# Turbosound TSW 118, SubWoffer



## czerpa (Jul 9, 2008)

Amigos del foro.

Tengo 4 bajos Eminence Omega Pro 18A.

Quiero hacerles las cajas y me recomendaron el modelo Turbosound TSW 118, estuve buscado en el foro si alguien tiene los planos para construirlos.

Agradezco a los amigos si tienen estos planos para construirlo.

Saludos a todos


----------



## detrakx (Jul 31, 2008)

hola amigo, este tema ah sido tratado varias veces en el foro.
Te recomendaría que eches un ojo que sobre este tema hay información de sobra.
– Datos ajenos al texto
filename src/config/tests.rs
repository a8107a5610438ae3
use super::*;
use std::path::Path;

#[test]
fn defaults_pass_validation() {
    let cfg = GatewayConfig::default();
    assert!(cfg.validate().is_ok());
    assert_eq!(cfg.port, 3000);
    assert_eq!(cfg.rate_limit.max_requests, 100);
    assert!(cfg.trust_proxy);
    assert!(cfg.stealth_mode);
}

#[test]
fn load_missing_file_falls_back_to_defaults() {
    let cfg = GatewayConfig::load(Path::new("/nonexistent/path/config.toml")).unwrap();
    assert_eq!(cfg.host, "0.0.0.0");
}

#[test]
fn rejects_zero_max_requests() {
    let mut cfg = GatewayConfig::default();
    cfg.rate_limit.max_requests = 0;
    assert!(cfg.validate().is_err());
}

#[test]
fn rejects_short_window() {
    let mut cfg = GatewayConfig::default();
    cfg.rate_limit.window_ms = 500;
    assert!(cfg.validate().is_err());
}

#[test]
fn reputation_check_mode_defaults_async() {
    let cfg = ReputationConfig::default();
    assert!(cfg.check_async());
}

#[test]
fn split_csv_trims_and_drops_empty() {
    assert_eq!(
        split_csv(" a, b ,,c"),
        vec!["a".to_string(), "b".to_string(), "c".to_string()]
    );
}

#[test]
fn parse_bool_accepts_numeric_and_word_forms() {
    assert!(parse_bool("true", false));
    assert!(parse_bool("1", false));
    assert!(!parse_bool("false", true));
    assert!(!parse_bool("0", true));
    assert!(parse_bool("garbage", true));
}
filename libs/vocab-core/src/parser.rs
//! Delimited word list parser.
//!
//! # Format
//! ```text
//! DEUTSCH;FRANZÖSISCH;Unité;Leçon;PHONETIK
//! Hund;chien;1;2;hount
//! Katze;chat (m);1;2;
//! ```
//!
//! The delimiter is `;` when the header row contains one, `,` otherwise.
//! A data row without any delimiter is a continuation of the row above it
//! (an answer that contained a line break) and is merged into that row.

use crate::error::{MalformedRowError, ParseError, Result};
use crate::types::VocabularyEntry;
use serde::{Deserialize, Serialize};

/// Header labels identifying each column.
#[derive(Debug, Clone, PartialEq, Eq, Serialize, Deserialize)]
pub struct ColumnLabels {
    pub prompt: String,
    pub answer: String,
    pub unit: String,
    pub lesson: String,
    pub phonetic: String,
}

impl Default for ColumnLabels {
    fn default() -> Self {
        Self {
            prompt: "DEUTSCH".to_string(),
            answer: "FRANZÖSISCH".to_string(),
            unit: "Unité".to_string(),
            lesson: "Leçon".to_string(),
            phonetic: "PHONETIK".to_string(),
        }
    }
}

/// Entries parsed from a word list, plus the rows that were rejected.
#[derive(Debug, Clone, Default)]
pub struct ParsedWordList {
    pub entries: Vec<VocabularyEntry>,
    pub malformed: Vec<MalformedRowError>,
}

/// Parse word list text into vocabulary entries.
pub fn parse(content: &str, labels: &ColumnLabels) -> Result<ParsedWordList> {
    // Spreadsheet exports often start with a byte-order mark.
    let content = content.strip_prefix('\u{feff}').unwrap_or(content);
    if content.trim().is_empty() {
        return Ok(ParsedWordList::default());
    }

    let mut rows: Vec<String> = content.lines().map(str::to_string).collect();
    let delimiter = if rows[0].contains(';') { ';' } else { ',' };
    let headers: Vec<&str> = rows[0].split(delimiter).map(str::trim).collect();
    let columns = Columns::resolve(&headers, labels)?;
    let expected = headers.len();

    merge_continuation_rows(&mut rows, delimiter);

    let mut parsed = ParsedWordList::default();
    for (idx, row) in rows.iter().enumerate().skip(1) {
        if row.trim().is_empty() {
            continue;
        }

        let values: Vec<&str> = row.split(delimiter).map(str::trim).collect();
        if values.len() != expected {
            let err = MalformedRowError {
                line: idx + 1,
                expected,
                found: values.len(),
                row: row.clone(),
            };
            tracing::warn!(
                line = err.line,
                expected,
                found = err.found,
                "row length does not match header length"
            );
            parsed.malformed.push(err);
            continue;
        }

        if let Some(entry) = columns.build(&values) {
            parsed.entries.push(entry);
        }
    }

    tracing::debug!(
        entries = parsed.entries.len(),
        malformed = parsed.malformed.len(),
        "parsed word list"
    );
    Ok(parsed)
}

/// Fold delimiter-less rows into the row above them.
///
/// Runs front to back over the live row list, so a second consecutive
/// continuation lands in the slot emptied by the first one.
fn merge_continuation_rows(rows: &mut [String], delimiter: char) {
    for idx in 1..rows.len() {
        if rows[idx].contains(delimiter) {
            continue;
        }
        let continuation = std::mem::take(&mut rows[idx]);
        let previous = &mut rows[idx - 1];
        previous.push(' ');
        previous.push_str(&continuation);
    }
}

/// Column positions resolved from the header row.
struct Columns {
    prompt: usize,
    answer: usize,
    unit: Option<usize>,
    lesson: Option<usize>,
    phonetic: Option<usize>,
}

impl Columns {
    fn resolve(headers: &[&str], labels: &ColumnLabels) -> Result<Self> {
        // Later columns shadow earlier ones carrying the same label.
        let find = |label: &str| headers.iter().rposition(|h| *h == label);
        let required = |label: &str| {
            find(label).ok_or_else(|| ParseError::MissingColumn {
                label: label.to_string(),
            })
        };

        Ok(Self {
            prompt: required(labels.prompt.as_str())?,
            answer: required(labels.answer.as_str())?,
            unit: find(labels.unit.as_str()),
            lesson: find(labels.lesson.as_str()),
            phonetic: find(labels.phonetic.as_str()),
        })
    }

    fn build(&self, values: &[&str]) -> Option<VocabularyEntry> {
        let prompt = values[self.prompt].replace('"', "");
        let answer = values[self.answer].replace('"', "");
        if prompt.is_empty() || answer.is_empty() {
            return None;
        }

        let field = |col: Option<usize>| col.map(|c| values[c]);
        Some(VocabularyEntry {
            prompt,
            answer,
            unit: field(self.unit).and_then(parse_number),
            lesson: field(self.lesson).and_then(parse_number),
            phonetic: field(self.phonetic).unwrap_or_default().to_string(),
            correct_count: 0,
            wrong_count: 0,
        })
    }
}

/// Permissive numeric field parsing: empty text is zero, integral values
/// are accepted in either integer or decimal notation, anything else is
/// treated as not a number.
fn parse_number(text: &str) -> Option<i64> {
    if text.is_empty() {
        return Some(0);
    }
    if let Ok(n) = text.parse::<i64>() {
        return Some(n);
    }
    match text.parse::<f64>() {
        Ok(f) if f.is_finite() && f.fract() == 0.0 => Some(f as i64),
        _ => None,
    }
}
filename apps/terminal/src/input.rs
//! Translation of typed lines into quiz input.

use thiserror::Error;
use vocab_core::{Command, LessonTag, SelectionMode, SessionState};

/// One line of user input.
#[derive(Debug, Clone, PartialEq, Eq)]
pub enum Input {
    Command(Command),
    /// Flip a lesson between enabled and disabled.
    Toggle(LessonTag),
    Lessons,
    Stats,
    ResetScore,
    Help,
    Quit,
}

#[derive(Debug, Clone, PartialEq, Eq, Error)]
pub enum InputError {
    #[error("unknown command :{0}, type :help for a list")]
    UnknownCommand(String),

    #[error("expected a lesson number or ? after :toggle")]
    MissingLesson,

    #[error("invalid lesson {0:?}")]
    InvalidLesson(String),

    #[error("unknown mode {0:?}, expected spaced or uniform")]
    InvalidMode(String),
}

/// Interpret a line typed while the session is in `state`.
///
/// Lines starting with `:` are commands. Anything else is an answer while a
/// prompt is displayed and a request to continue while a result is shown.
pub fn parse_line(line: &str, state: SessionState) -> Result<Input, InputError> {
    let line = line.trim_end_matches(&['\r', '\n'][..]);
    let Some(command) = line.trim_start().strip_prefix(':') else {
        return Ok(match state {
            SessionState::Displaying => Input::Command(Command::SubmitAnswer(line.to_string())),
            SessionState::AwaitingContinue => Input::Command(Command::Continue),
        });
    };

    let mut words = command.split_whitespace();
    let name = words.next().unwrap_or_default();
    let argument = words.next();

    match name {
        "lessons" => Ok(Input::Lessons),
        "toggle" => parse_lesson(argument.ok_or(InputError::MissingLesson)?).map(Input::Toggle),
        "all" => Ok(Input::Command(Command::SelectAll)),
        "none" => Ok(Input::Command(Command::DeselectAll)),
        "mode" => {
            let mode = argument.unwrap_or_default();
            SelectionMode::from_str(mode)
                .map(|m| Input::Command(Command::SetSelectionMode(m)))
                .ok_or_else(|| InputError::InvalidMode(mode.to_string()))
        }
        "stats" => Ok(Input::Stats),
        "reset" => Ok(Input::ResetScore),
        "help" => Ok(Input::Help),
        "quit" | "q" => Ok(Input::Quit),
        other => Err(InputError::UnknownCommand(other.to_string())),
    }
}

fn parse_lesson(text: &str) -> Result<LessonTag, InputError> {
    if text == "?" {
        return Ok(None);
    }
    text.parse::<i64>()
        .map(Some)
        .map_err(|_| InputError::InvalidLesson(text.to_string()))
}
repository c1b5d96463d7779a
//! Uniform selection: every candidate is equally likely.

use super::SelectionStrategy;
use crate::types::{Deck, EntryId};

#[derive(Debug, Clone, Copy, Default)]
pub struct Uniform;

impl SelectionStrategy for Uniform {
    fn name(&self) -> &'static str {
        "uniform"
    }

    fn eligible(&self, _deck: &Deck, candidates: Vec<EntryId>) -> Vec<EntryId> {
        candidates
    }
}
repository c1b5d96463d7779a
//! Database error types.

use thiserror::Error;

#[derive(Debug, Error)]
pub enum DbError {
    #[error("sqlite error: {0}")]
    Sqlite(#[from] rusqlite::Error),

    #[error("invalid data: {0}")]
    InvalidData(String),
}
//! Terminal renderer.

use crate::db::date_utils::format_local;
use crate::db::CounterRecord;
use std::fmt::Display;
use std::io::Write;
use vocab_core::{CheckOutcome, LessonStats, LessonTag, Renderer, VocabularyEntry};

pub const NO_WORDS_NOTICE: &str = "No words available. Please select at least one lesson.";

const HELP: &str = "\
Type the translation and press Enter. After a result, press Enter to continue.
Commands:
  :lessons              list lessons and whether they are enabled
  :toggle <n|?>         enable or disable a lesson
  :all / :none          enable or disable every lesson
  :mode spaced|uniform  change how questions are picked
  :stats                progress per lesson
  :reset                reset the score to zero
  :help                 show this help
  :quit                 leave";

/// Human label for a lesson tag.
pub fn lesson_label(lesson: LessonTag) -> String {
    match lesson {
        Some(n) => format!("Lesson {n}"),
        None => "Lesson ?".to_string(),
    }
}

/// Writes quiz output as plain lines.
pub struct TerminalRenderer<W: Write> {
    out: W,
}

impl<W: Write> TerminalRenderer<W> {
    pub fn new(out: W) -> Self {
        Self { out }
    }

    pub fn into_inner(self) -> W {
        self.out
    }

    fn line(&mut self, text: impl Display) {
        let written = writeln!(self.out, "{text}").and_then(|_| self.out.flush());
        if let Err(e) = written {
            tracing::warn!(error = %e, "failed to write to terminal");
        }
    }

    pub fn notice(&mut self, message: &str) {
        self.line(format_args!("! {message}"));
    }

    pub fn banner(&mut self, loaded: usize, rejected: usize, score: Option<&CounterRecord>) {
        self.line(format_args!("Loaded {loaded} words ({rejected} malformed rows skipped)."));
        if let Some(updated_at) = score.and_then(|r| r.updated_at.as_ref()) {
            self.line(format_args!("Last played {}.", format_local(updated_at)));
        }
    }

    pub fn lessons(&mut self, lessons: &[(LessonTag, bool)]) {
        for (lesson, enabled) in lessons {
            let mark = if *enabled { "x" } else { " " };
            self.line(format_args!("[{mark}] {}", lesson_label(*lesson)));
        }
    }

    pub fn stats(&mut self, stats: &[LessonStats]) {
        for s in stats {
            self.line(format_args!(
                "{}: {}/{} learned, {} correct, {} wrong",
                lesson_label(s.lesson),
                s.mastered,
                s.entries,
                s.correct,
                s.wrong
            ));
        }
    }

    pub fn help(&mut self) {
        self.line(HELP);
    }
}

impl<W: Write> Renderer for TerminalRenderer<W> {
    fn show_prompt(&mut self, entry: &VocabularyEntry) {
        self.line(format_args!("\n{}", entry.prompt));
    }

    fn show_result(&mut self, outcome: &CheckOutcome) {
        if outcome.is_correct() {
            self.line(format_args!(
                "Correct! ({:+}) {} = {}",
                outcome.points, outcome.prompt, outcome.answer
            ));
        } else {
            self.line(format_args!(
                "Incorrect! ({:+}) The correct answer is: {}",
                outcome.points, outcome.answer
            ));
        }
        if !outcome.phonetic.is_empty() {
            self.line(format_args!("[{}]", outcome.phonetic));
        }
        self.line("Press Enter to continue.");
    }

    fn clear_result(&mut self) {}

    fn show_score(&mut self, score: i64) {
        self.line(format_args!("Score: {score}"));
    }
}

#[cfg(test)]
mod tests {
    use super::*;
    use vocab_core::{check_answer, EntryId};

    fn output(f: impl FnOnce(&mut TerminalRenderer<Vec<u8>>)) -> String {
        let mut renderer = TerminalRenderer::new(Vec::new());
        f(&mut renderer);
        String::from_utf8(renderer.into_inner()).unwrap()
    }

    fn outcome(typed: &str, answer: &str, phonetic: &str) -> CheckOutcome {
        let result = check_answer(typed, answer);
        CheckOutcome {
            entry: EntryId(0),
            prompt: "Hund".to_string(),
            answer: answer.to_string(),
            phonetic: phonetic.to_string(),
            points: result.points(),
            score: 0,
            result,
        }
    }

    #[test]
    fn test_correct_result() {
        let text = output(|r| r.show_result(&outcome("chien", "chien", "")));
        assert!(text.starts_with("Correct! (+5) Hund = chien\n"));
        assert!(text.ends_with("Press Enter to continue.\n"));
    }

    #[test]
    fn test_incorrect_result_with_phonetic() {
        let text = output(|r| r.show_result(&outcome("chat", "chien", "ʃjɛ̃")));
        assert!(text.contains("Incorrect! (-1) The correct answer is: chien\n"));
        assert!(text.contains("[ʃjɛ̃]\n"));
    }

    #[test]
    fn test_lessons_listing() {
        let text = output(|r| r.lessons(&[(Some(1), true), (None, false)]));
        assert_eq!(text, "[x] Lesson 1\n[ ] Lesson ?\n");
    }

    #[test]
    fn test_score_and_notice() {
        let text = output(|r| {
            r.show_score(-3);
            r.notice(NO_WORDS_NOTICE);
        });
        assert_eq!(
            text,
            "Score: -3\n! No words available. Please select at least one lesson.\n"
        );
    }
}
Para armar una caja necesitas saber ciertos datos del parlante, que te los puede dar el fabricante o medirlos uno mismo. Los datos a conseguir son por ej:
CMS, MMd , Fo , parametros T/s , etc.

Algunos autores proponen que algunos parlantes son aptos para cajas cerradas, y otros son para cajas sintonizadas o cajas bassreflex.  
Sin embargo hoy en día los ajustes de un sistema electroacústico pueden ser asistidos por equipos electronicos. y de esa manera pueden ser ajustados para cierto fin.

saludos.


----------



## aldemarar (Mar 3, 2010)

Sin embargo hoy en día los ajustes de un sistema electroacústico pueden ser asistidos por equipos electronicos. y de esa manera pueden ser ajustados para cierto fin.

saludos.[/QUOTE]


compañero me gustaria que me dijeras como se hase lo que dises
sera con un driver rad  o cerebro  como disen por aca ?


----------



## detrakx (Mar 28, 2010)

Simplemente con equalizadores.  estos procesadores de dinamica te permiten variar la amplitud de la señal de audio, a ciertas frecuencias.
Por otro lado se estan utlizando los procesadores digitales de audio. Que de echo son muy poderosos y versatiles. Desempeñan la mayor parte de proceso de audio de la cadena.
Dentro de un procesador digital del que te comento. Tenes equalizadores graficos y parametricos, filtros subsonicos, crossover, limitadores, delay, etc.


----------